Un « saint » Louis peu recommandable

Publié le par Yves-André Samère

Élevé par une mère espagnole rigoriste, Blanche de Castille, qui détestait sa belle-fille au point d’interdire à son fils de voir son épouse adorée dans la journée, le roi Louis IX (que je refuse d’appeler « saint Louis », non mais !) a tourné au malade mental – ce qu’on se garde bien de dire publiquement, alors que c’est évident. Son obsession : ne pas tolérer qu’existe en France une autre religion que la sienne, le catholicisme. Cela s’est donc traduit sur trois plans.

Sur le plan judiciaire, le roi a interdit le blasphème. À la première incartade, on vous exposait au pilori : attaché sur un cadre de bois, en public et durant plusieurs heures, avec éventuellement des boyaux de cochon enroulés autour de votre cou (!), vous étiez exposé aux sarcasmes et aux insultes du populo, qui ne manquait pas de vous bombarder d’œufs pourris et de fruits moisis. Mais, dès la récidive, on vous coupait la langue ou on vous brûlait les lèvres au fer rouge. Charmant.

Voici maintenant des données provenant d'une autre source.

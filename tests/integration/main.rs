//! Integration test binary -- all integration tests consolidated into a single
//! binary.

// Allow unwrap/expect in test code
#![allow(clippy::unwrap_used, clippy::expect_used)]

mod helpers;

mod cli_shutdown;
mod config_roundtrip;
mod confirmation_flow;
mod dialogue_scenarios;
mod session_persistence;
mod wake_policy;
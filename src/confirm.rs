//! Single-slot confirmation dialogue.
//!
//! While an action is pending, the next utterance is read only as an answer:
//! yes, no, or neither. Nothing else is routed until the slot is cleared.

use crate::dispatch::{ActionKind, ActionRequest};
use crate::normalize::contains_any;
use crate::session::SessionState;
use tracing::info;

const YES: &[&str] = &[
    "yes", "yeah", "yep", "yup", "ok", "okay", "sure", "confirm", "do it", "go ahead",
];

const NO: &[&str] = &[
    "no",
    "nope",
    "cancel",
    "stop",
    "don't",
    "do not",
    "never mind",
];

/// How a pending confirmation was answered.
#[derive(Debug, Clone, PartialEq, Eq)]
pub enum ConfirmOutcome {
    /// The user agreed; the stored request should be carried out.
    Confirmed(ActionRequest),
    /// The user declined.
    Cancelled,
    /// Neither yes nor no. The request stays pending.
    Unclear,
}

/// Whether `text` contains an affirmation.
pub fn is_yes(text: &str) -> bool {
    contains_any(text, YES)
}

/// Whether `text` contains a negation.
pub fn is_no(text: &str) -> bool {
    contains_any(text, NO)
}

/// Arm a confirmation for `request`, replacing any previous one.
pub fn arm(state: &mut SessionState, request: ActionRequest) {
    info!(action = %request.action, payload = ?request.payload, "awaiting confirmation");
    state.arm(request.action, request.payload);
}

/// Answer the pending confirmation with `text`.
///
/// Affirmation wins when an answer contains both. Returns
/// [`ConfirmOutcome::Unclear`] without touching `state` when nothing is
/// pending.
pub fn resolve(state: &mut SessionState, text: &str) -> ConfirmOutcome {
    let Some(request) = state.pending() else {
        return ConfirmOutcome::Unclear;
    };

    if is_yes(text) {
        state.clear_pending();
        info!(action = %request.action, "confirmed");
        ConfirmOutcome::Confirmed(request)
    } else if is_no(text) {
        state.clear_pending();
        info!(action = %request.action, "cancelled");
        ConfirmOutcome::Cancelled
    } else {
        ConfirmOutcome::Unclear
    }
}

/// Whether a confirmed request should reach the host at all.
pub fn is_dispatchable(request: &ActionRequest) -> bool {
    request.action != ActionKind::Unknown
}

Sur le plan social, on faisait la chasse aux Juifs, coupables, comme on sait, d’avoir tué Jésus, selon les radotages d’un autre « saint », Saül de Tarse, dit Paul, le véritable créateur de la religion chrétienne, par ailleurs obsédé sexuel et ennemi acharné de l’apôtre Simon-Pierre, qui s’appelait en réalité Céphas – ce Simon-Pierre qu’on fait passer pour le premier pape PUISQUE évêque de Rome, alors qu’il n’a passé que deux jours dans cette ville. C’est Louis IX qui a inventé l’ancêtre de l’étoile jaune imposée aux Juifs : un cercle de couleur cousu sur leurs vêtements. Mais, ne perdant pas le nord, il leur confisquait aussi leurs biens, pour subventionner ses diverses entreprises, comme la construction de la Sainte-Chapelle à l’intérieur de son propre palais, et le financement de ses deux croisades. Voleur et fanatique religieux, cela commence à peser.

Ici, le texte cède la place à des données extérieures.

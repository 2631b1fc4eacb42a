//! Turn handling: one utterance in, replies and at most one host action out.
//!
//! Each call to [`Assistant::handle`] loads the session record, decides the
//! turn, saves the record and only then dispatches. A failed save skips the
//! dispatch. Order of checks:
//!
//! 1. exit phrase (bypasses everything else)
//! 2. pending confirmation
//! 3. wake gate
//! 4. intent routing

use crate::config::{AssistantConfig, RivaConfig};
use crate::confirm::{self, ConfirmOutcome};
use crate::dispatch::{self, ActionDispatcher, ActionRequest};
use crate::normalize::normalize;
use crate::replies::{self, ReplyPicker};
use crate::router::{self, RouteContext};
use crate::session::{SessionState, SessionStore};
use crate::wake::WakeGate;
use chrono::{DateTime, Utc};
use tracing::{debug, info, warn};

/// Per-turn inputs supplied by the caller.
#[derive(Debug, Clone, Copy)]
pub struct TurnContext {
    pub now: DateTime<Utc>,
    /// Whether a wake phrase is needed to address the assistant.
    pub wake_required: bool,
}

impl TurnContext {
    pub fn at(now: DateTime<Utc>, wake_required: bool) -> Self {
        Self { now, wake_required }
    }
}

/// Everything a turn produced.
#[derive(Debug, Clone, PartialEq, Eq)]
pub struct Turn {
    /// Lines to speak, in order. Empty when the assistant stays silent.
    pub replies: Vec<String>,
    /// Action carried out (or attempted) this turn.
    pub action: Option<ActionRequest>,
    /// Whether the host reported success. `None` when nothing was dispatched.
    pub dispatched: Option<bool>,
    /// The session should end.
    pub exit: bool,
    /// False when this turn's state change could not be persisted.
    pub saved: bool,
}

impl Turn {
    fn silent() -> Self {
        Self {
            replies: Vec::new(),
            action: None,
            dispatched: None,
            exit: false,
            saved: true,
        }
    }

    fn speaking(replies: Vec<String>) -> Self {
        Self {
            replies,
            ..Self::silent()
        }
    }

    pub fn is_silent(&self) -> bool {
        self.replies.is_empty()
    }
}

/// The dialogue engine.
pub struct Assistant<S, D, P> {
    identity: AssistantConfig,
    gate: WakeGate,
    store: S,
    dispatcher: D,
    picker: P,
}

impl<S, D, P> Assistant<S, D, P>
where
    S: SessionStore,
    D: ActionDispatcher,
    P: ReplyPicker,
{
    pub fn new(config: &RivaConfig, store: S, dispatcher: D, picker: P) -> Self {
        Self {
            identity: config.assistant.clone(),
            gate: WakeGate::from_config(config),
            store,
            dispatcher,
            picker,
        }
    }

    pub fn store(&self) -> &S {
        &self.store
    }

    pub fn dispatcher(&self) -> &D {
        &self.dispatcher
    }

    pub fn identity(&self) -> &AssistantConfig {
        &self.identity
    }

    /// Handle one raw utterance.
    pub fn handle(&mut self, utterance: &str, ctx: &TurnContext) -> Turn {
        let text = normalize(utterance);

        if self.is_exit(&text) {
            return self.exit();
        }
        if text.is_empty() {
            return Turn::silent();
        }

        let mut state = self.store.load();

        if state.pending_action.is_some() {
            return self.answer_confirmation(state, &text);
        }

        let decision = self.gate.evaluate(ctx.now, &text, ctx.wake_required, &mut state);
        if !decision.addressed {
            return Turn::silent();
        }

        state.last_command.clone_from(&decision.text);

        if decision.text.is_empty() {
            // Only the wake phrase or the name was said.
            let saved = self.persist(&state);
            return Turn {
                saved,
                ..Turn::speaking(vec![replies::introduction(&self.identity)])
            };
        }

        let routed = {
            let mut route_ctx = RouteContext {
                now: ctx.now,
                required: ctx.wake_required,
                assistant: &self.identity,
                picker: &mut self.picker,
            };
            router::route(&decision.text, &mut route_ctx)
        };

        if let Some(request) = routed.arm.clone() {
            confirm::arm(&mut state, request);
        }
        if routed.sleep {
            state.sleep();
            info!("going to sleep");
        }
        let saved = self.persist(&state);

        let mut turn = Turn {
            saved,
            ..Turn::speaking(routed.replies)
        };
        if let Some(request) = routed.action {
            self.carry_out(&mut turn, request);
        }
        turn
    }

    /// Dispatch `request` unless this turn's save failed.
    fn carry_out(&self, turn: &mut Turn, request: ActionRequest) {
        if !turn.saved {
            warn!(action = %request.action, "skipping host action, session state not saved");
            turn.replies.push(replies::DISPATCH_FAILED.to_owned());
            return;
        }
        let outcome = dispatch::dispatch(&self.dispatcher, &request);
        if !outcome.succeeded {
            warn!(action = %request.action, "host action failed");
        }
        turn.replies.push(replies::action_result(&request, &outcome));
        turn.dispatched = Some(outcome.succeeded);
        turn.action = Some(request);
    }

    fn is_exit(&self, text: &str) -> bool {
        let candidate = self
            .gate
            .is_wake_phrase(text)
            .unwrap_or_else(|| self.gate.strip_name(text));
        router::is_exit_phrase(&candidate)
    }

    fn exit(&self) -> Turn {
        let mut state = self.store.load();
        state.clear_pending();
        state.sleep();
        let saved = self.persist(&state);
        info!("exit phrase heard, ending session");
        Turn {
            exit: true,
            saved,
            ..Turn::speaking(vec![replies::GOODBYE.to_owned()])
        }
    }

    fn answer_confirmation(&self, mut state: SessionState, text: &str) -> Turn {
        match confirm::resolve(&mut state, text) {
            ConfirmOutcome::Confirmed(request) => {
                let saved = self.persist(&state);
                let mut turn = Turn {
                    saved,
                    ..Turn::speaking(vec![replies::GENERIC_CONFIRMED.to_owned()])
                };
                if confirm::is_dispatchable(&request) {
                    self.carry_out(&mut turn, request);
                } else {
                    warn!(action = %request.action, "confirmed an action this build cannot perform");
                }
                turn
            }
            ConfirmOutcome::Cancelled => {
                let saved = self.persist(&state);
                Turn {
                    saved,
                    ..Turn::speaking(vec![replies::CANCELLED.to_owned()])
                }
            }
            ConfirmOutcome::Unclear => {
                debug!("confirmation answer unclear, asking again");
                Turn::speaking(vec![replies::CONFIRM_OR_CANCEL.to_owned()])
            }
        }
    }

    fn persist(&self, state: &SessionState) -> bool {
        match self.store.save(state) {
            Ok(()) => true,
            Err(e) => {
                warn!(error = %e, "session state not saved, this turn's changes are lost");
                false
            }
        }
    }
}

Et donc, troisième point, la guerre faite aux musulmans, de Palestine d’abord, de Tunisie ensuite. Le prétexte de ces expéditions rebaptisées croisades était de « défendre les lieux saints » (prétendus), qui n’étaient nullement menacés, prétexte qui cachait en fait un objectif sordide : faire main basse sur les richesses des Arabes de la région, lesquels étaient alors, soit dit en passant, bien plus civilisés que les Européens de l’époque. Ces razzias nous valurent jusqu’à maintenant la haute considération des Arabes, y compris de ceux qui sont chrétiens. Et, pour les Français, ce furent deux bides sanglants. La première croisade éloigna Louis IX durant six ou sept ans, laissant la régence de France à sa mère (pas à sa femme !), et causa la mort de nombreux chevaliers français, et la seconde, pour laquelle les chevaliers traînèrent les pieds, lui coûta la vie, à Tunis. Un triomphe sur tous les plans !

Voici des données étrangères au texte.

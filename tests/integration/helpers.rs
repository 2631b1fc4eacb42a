//! Shared helpers for integration tests.

use chrono::{DateTime, Utc};
use riva::session::{MemorySessionStore, SessionState};
use riva::test_utils::RecordingDispatcher;
use riva::{Assistant, JsonSessionStore, RandomPicker, RivaConfig, SessionStore, TurnContext};

pub(crate) type MemoryAssistant = Assistant<MemorySessionStore, RecordingDispatcher, RandomPicker>;

/// Seed shared by every helper so reply choices are reproducible.
pub(crate) const SEED: u64 = 2024;

/// Assistant with default config, fresh in-memory state and a recording host.
pub(crate) fn assistant() -> MemoryAssistant {
    assistant_with(RivaConfig::default(), SessionState::default())
}

pub(crate) fn assistant_with(config: RivaConfig, state: SessionState) -> MemoryAssistant {
    Assistant::new(
        &config,
        MemorySessionStore::new(state),
        RecordingDispatcher::default(),
        RandomPicker::seeded(SEED),
    )
}

/// Assistant backed by a JSON record at `dir/session.json`.
pub(crate) fn json_assistant(
    dir: &std::path::Path,
) -> Assistant<JsonSessionStore, RecordingDispatcher, RandomPicker> {
    Assistant::new(
        &RivaConfig::default(),
        JsonSessionStore::new(dir.join("session.json")),
        RecordingDispatcher::default(),
        RandomPicker::seeded(SEED),
    )
}

/// Config with a finite awake window.
pub(crate) fn config_with_window(secs: u64) -> RivaConfig {
    let mut config = RivaConfig::default();
    config.wake.window_secs = Some(secs);
    config
}

pub(crate) fn at(secs: i64) -> DateTime<Utc> {
    DateTime::<Utc>::from_timestamp(secs, 0).expect("valid timestamp")
}

/// Voice turn: wake phrase required.
pub(crate) fn voice(secs: i64) -> TurnContext {
    TurnContext::at(at(secs), true)
}

/// Text turn: wake phrase optional.
pub(crate) fn text(secs: i64) -> TurnContext {
    TurnContext::at(at(secs), false)
}

/// Current stored state of any store.
pub(crate) fn stored<S: SessionStore>(store: &S) -> SessionState {
    store.load()
}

Ce merveilleux bilan, qui valait bien qu’on en fasse un saint, fut heureusement contrebalancé par l’action de Louis IX en matière de justice : non, il ne rendait pas la justice « sous un chêne », mais il supprima les épouvantables ordalies (cherchez un peu de qu’étaient ces ignominies, considérées comme le jugement de Dieu – sic), et fit instaurer les jugements en appel, qui n’existaient pas jusque là.